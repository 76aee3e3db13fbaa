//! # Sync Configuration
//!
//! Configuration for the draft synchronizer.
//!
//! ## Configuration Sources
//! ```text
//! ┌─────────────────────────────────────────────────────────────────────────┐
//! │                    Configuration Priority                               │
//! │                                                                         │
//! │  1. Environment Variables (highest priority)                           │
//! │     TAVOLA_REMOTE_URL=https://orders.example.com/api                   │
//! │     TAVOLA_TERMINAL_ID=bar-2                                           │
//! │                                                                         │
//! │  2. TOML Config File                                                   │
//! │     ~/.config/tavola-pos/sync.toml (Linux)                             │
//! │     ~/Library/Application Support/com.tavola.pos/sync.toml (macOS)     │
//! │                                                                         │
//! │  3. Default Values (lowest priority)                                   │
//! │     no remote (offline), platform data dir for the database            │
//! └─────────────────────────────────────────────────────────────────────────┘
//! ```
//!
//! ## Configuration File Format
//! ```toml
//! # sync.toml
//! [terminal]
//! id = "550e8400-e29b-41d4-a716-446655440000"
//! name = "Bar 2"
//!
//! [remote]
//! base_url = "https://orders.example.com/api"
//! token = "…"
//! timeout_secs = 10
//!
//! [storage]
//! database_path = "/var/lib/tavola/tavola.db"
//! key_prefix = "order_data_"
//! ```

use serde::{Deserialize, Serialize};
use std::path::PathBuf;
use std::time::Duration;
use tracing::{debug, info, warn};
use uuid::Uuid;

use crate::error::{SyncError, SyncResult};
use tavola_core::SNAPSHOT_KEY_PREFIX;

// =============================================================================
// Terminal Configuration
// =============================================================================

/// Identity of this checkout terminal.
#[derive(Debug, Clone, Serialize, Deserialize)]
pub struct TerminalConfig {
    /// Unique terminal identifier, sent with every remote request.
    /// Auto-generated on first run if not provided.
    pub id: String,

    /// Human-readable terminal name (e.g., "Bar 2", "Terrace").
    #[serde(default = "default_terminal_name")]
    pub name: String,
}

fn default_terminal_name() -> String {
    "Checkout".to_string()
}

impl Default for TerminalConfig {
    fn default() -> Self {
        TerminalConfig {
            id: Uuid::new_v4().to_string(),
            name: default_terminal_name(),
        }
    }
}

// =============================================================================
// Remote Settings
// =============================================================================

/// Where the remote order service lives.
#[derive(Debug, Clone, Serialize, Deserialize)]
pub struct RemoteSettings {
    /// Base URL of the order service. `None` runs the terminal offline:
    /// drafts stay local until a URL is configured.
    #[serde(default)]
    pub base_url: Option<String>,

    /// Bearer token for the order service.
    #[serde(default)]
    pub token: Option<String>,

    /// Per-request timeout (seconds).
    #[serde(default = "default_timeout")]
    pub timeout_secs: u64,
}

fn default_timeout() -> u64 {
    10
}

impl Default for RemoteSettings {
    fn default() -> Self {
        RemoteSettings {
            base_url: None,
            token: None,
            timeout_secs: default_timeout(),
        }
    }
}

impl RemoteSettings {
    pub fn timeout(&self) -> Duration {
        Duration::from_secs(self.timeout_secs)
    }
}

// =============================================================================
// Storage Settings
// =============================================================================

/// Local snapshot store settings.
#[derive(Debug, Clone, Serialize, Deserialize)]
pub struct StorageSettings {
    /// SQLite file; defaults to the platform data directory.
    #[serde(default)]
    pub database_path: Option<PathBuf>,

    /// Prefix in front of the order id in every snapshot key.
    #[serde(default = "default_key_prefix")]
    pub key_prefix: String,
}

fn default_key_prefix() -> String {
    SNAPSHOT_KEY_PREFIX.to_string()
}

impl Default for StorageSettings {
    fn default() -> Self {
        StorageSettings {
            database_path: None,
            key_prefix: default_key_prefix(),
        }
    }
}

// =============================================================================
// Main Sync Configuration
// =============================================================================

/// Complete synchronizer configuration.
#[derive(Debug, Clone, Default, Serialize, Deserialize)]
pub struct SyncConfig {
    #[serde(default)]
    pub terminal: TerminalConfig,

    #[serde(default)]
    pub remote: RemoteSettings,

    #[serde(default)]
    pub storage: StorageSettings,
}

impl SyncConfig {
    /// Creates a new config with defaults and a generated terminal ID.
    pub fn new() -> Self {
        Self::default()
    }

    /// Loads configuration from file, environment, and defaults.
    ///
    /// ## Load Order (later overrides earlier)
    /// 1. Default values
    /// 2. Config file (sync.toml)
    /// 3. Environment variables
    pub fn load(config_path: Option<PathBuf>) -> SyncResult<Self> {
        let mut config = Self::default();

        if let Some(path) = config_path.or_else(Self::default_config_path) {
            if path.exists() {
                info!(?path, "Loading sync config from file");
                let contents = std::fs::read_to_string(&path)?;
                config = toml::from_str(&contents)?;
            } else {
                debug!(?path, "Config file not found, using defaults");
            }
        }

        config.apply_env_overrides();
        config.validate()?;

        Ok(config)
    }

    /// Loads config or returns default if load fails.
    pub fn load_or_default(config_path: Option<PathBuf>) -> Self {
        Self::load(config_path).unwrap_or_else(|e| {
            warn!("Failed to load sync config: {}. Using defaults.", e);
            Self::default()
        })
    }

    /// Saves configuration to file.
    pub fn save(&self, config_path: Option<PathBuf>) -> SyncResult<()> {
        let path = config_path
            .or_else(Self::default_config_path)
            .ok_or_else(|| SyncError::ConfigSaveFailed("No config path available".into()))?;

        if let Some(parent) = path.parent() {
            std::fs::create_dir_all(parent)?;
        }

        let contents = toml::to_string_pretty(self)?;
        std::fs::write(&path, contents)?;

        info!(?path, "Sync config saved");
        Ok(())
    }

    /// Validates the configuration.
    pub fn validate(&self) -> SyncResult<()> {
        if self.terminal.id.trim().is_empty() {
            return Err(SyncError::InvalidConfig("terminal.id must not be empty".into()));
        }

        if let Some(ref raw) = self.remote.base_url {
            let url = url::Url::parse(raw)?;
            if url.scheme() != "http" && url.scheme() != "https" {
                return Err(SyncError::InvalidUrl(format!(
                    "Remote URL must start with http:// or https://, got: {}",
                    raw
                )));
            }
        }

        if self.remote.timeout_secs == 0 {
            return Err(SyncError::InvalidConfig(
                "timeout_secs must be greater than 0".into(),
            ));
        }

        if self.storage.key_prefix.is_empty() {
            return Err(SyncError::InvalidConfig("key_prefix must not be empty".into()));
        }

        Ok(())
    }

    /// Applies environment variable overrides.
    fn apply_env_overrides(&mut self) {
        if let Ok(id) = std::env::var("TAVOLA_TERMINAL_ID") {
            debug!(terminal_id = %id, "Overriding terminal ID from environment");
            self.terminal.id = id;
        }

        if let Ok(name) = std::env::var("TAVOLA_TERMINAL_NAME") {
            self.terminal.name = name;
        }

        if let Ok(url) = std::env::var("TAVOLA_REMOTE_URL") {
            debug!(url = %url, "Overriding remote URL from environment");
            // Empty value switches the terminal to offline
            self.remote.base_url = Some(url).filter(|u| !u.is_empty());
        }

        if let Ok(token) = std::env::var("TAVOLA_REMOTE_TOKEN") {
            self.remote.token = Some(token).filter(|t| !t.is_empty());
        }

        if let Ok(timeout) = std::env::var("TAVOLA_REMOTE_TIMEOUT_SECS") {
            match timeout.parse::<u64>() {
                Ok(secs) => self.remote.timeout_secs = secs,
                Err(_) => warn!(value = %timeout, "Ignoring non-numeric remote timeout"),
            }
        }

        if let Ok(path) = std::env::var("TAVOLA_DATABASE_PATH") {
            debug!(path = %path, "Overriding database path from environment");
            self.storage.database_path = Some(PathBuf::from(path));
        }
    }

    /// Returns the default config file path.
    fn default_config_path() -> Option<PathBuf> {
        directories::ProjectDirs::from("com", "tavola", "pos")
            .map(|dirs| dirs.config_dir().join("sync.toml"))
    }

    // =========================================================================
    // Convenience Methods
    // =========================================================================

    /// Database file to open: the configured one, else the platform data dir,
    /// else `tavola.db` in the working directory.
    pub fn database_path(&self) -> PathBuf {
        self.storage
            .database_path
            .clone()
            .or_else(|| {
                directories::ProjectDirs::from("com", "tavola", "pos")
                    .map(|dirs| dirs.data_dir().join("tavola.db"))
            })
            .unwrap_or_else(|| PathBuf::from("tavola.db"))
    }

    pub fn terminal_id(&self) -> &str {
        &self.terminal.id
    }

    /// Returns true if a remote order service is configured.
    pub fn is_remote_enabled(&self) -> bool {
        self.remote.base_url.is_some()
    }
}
****************************************
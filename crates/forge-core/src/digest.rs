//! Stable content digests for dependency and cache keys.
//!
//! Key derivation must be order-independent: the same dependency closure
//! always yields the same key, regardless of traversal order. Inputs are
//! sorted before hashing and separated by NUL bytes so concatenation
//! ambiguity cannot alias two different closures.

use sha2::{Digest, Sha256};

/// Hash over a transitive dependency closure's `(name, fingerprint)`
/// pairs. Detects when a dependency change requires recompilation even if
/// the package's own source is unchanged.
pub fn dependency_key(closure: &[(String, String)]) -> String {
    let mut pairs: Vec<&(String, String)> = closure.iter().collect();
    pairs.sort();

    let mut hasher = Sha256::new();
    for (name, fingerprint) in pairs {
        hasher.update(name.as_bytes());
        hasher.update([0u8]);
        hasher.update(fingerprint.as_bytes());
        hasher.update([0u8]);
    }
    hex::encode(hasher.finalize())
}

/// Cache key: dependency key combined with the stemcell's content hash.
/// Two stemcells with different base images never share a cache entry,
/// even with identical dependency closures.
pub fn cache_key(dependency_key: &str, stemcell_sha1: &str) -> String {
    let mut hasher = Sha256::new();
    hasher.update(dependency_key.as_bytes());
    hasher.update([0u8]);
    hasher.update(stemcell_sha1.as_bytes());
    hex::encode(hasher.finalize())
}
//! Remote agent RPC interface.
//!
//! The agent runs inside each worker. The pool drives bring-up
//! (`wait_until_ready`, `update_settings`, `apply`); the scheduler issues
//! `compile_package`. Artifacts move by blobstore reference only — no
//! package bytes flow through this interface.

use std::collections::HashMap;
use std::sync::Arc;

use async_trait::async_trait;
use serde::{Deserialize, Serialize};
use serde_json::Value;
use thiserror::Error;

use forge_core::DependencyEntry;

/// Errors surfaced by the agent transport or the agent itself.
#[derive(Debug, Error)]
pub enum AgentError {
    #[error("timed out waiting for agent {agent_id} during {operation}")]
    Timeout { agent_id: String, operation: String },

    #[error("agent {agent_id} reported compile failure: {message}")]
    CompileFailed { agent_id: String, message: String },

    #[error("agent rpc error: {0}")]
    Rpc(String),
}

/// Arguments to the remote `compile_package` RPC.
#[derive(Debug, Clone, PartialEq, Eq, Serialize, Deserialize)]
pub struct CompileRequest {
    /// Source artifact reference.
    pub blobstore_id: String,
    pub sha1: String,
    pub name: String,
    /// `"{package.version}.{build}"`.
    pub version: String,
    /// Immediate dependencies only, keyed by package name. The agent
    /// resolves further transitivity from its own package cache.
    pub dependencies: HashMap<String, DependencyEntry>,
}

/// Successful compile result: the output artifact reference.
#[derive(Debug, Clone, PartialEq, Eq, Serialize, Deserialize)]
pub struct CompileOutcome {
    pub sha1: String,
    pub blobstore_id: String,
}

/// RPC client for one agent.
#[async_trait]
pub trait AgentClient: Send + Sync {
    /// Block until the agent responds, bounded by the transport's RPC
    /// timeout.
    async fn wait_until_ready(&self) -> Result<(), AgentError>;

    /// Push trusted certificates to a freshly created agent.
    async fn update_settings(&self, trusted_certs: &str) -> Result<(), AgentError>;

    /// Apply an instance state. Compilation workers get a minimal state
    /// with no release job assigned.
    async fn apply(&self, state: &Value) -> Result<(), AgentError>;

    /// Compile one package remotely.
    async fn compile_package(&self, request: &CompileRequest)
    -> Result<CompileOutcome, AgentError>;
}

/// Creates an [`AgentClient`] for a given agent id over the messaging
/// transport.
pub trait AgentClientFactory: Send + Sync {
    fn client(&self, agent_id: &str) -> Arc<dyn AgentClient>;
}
****************************************
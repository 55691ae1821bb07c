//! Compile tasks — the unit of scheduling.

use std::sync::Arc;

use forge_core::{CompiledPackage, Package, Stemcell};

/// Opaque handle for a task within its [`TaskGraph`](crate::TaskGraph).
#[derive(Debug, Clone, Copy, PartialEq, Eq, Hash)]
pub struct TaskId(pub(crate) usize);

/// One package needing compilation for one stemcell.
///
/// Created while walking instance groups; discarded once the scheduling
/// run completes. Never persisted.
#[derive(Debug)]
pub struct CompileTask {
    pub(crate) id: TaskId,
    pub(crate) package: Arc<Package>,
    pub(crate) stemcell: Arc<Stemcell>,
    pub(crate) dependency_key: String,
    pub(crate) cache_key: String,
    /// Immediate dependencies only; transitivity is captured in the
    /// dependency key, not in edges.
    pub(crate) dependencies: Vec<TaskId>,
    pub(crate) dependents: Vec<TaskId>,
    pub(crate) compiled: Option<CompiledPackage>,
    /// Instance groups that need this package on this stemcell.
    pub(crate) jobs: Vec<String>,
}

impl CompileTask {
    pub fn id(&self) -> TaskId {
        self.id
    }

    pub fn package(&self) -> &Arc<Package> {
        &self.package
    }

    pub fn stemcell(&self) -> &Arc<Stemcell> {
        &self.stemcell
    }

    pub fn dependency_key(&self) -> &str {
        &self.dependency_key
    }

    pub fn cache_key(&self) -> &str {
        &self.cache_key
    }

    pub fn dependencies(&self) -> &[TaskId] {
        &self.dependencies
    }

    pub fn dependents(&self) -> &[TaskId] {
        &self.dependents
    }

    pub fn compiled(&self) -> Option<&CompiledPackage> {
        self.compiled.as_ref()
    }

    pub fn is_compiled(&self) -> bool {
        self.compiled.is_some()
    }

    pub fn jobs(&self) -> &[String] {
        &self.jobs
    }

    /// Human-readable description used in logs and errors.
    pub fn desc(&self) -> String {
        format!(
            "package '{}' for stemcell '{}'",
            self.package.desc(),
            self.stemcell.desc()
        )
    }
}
****************************************
*Work task:* Look through the entries above; copy each line where the string "different" appears.

*Written answer:*
//! ambiguity cannot alias two different closures.
/// Two stemcells with different base images never share a cache entry,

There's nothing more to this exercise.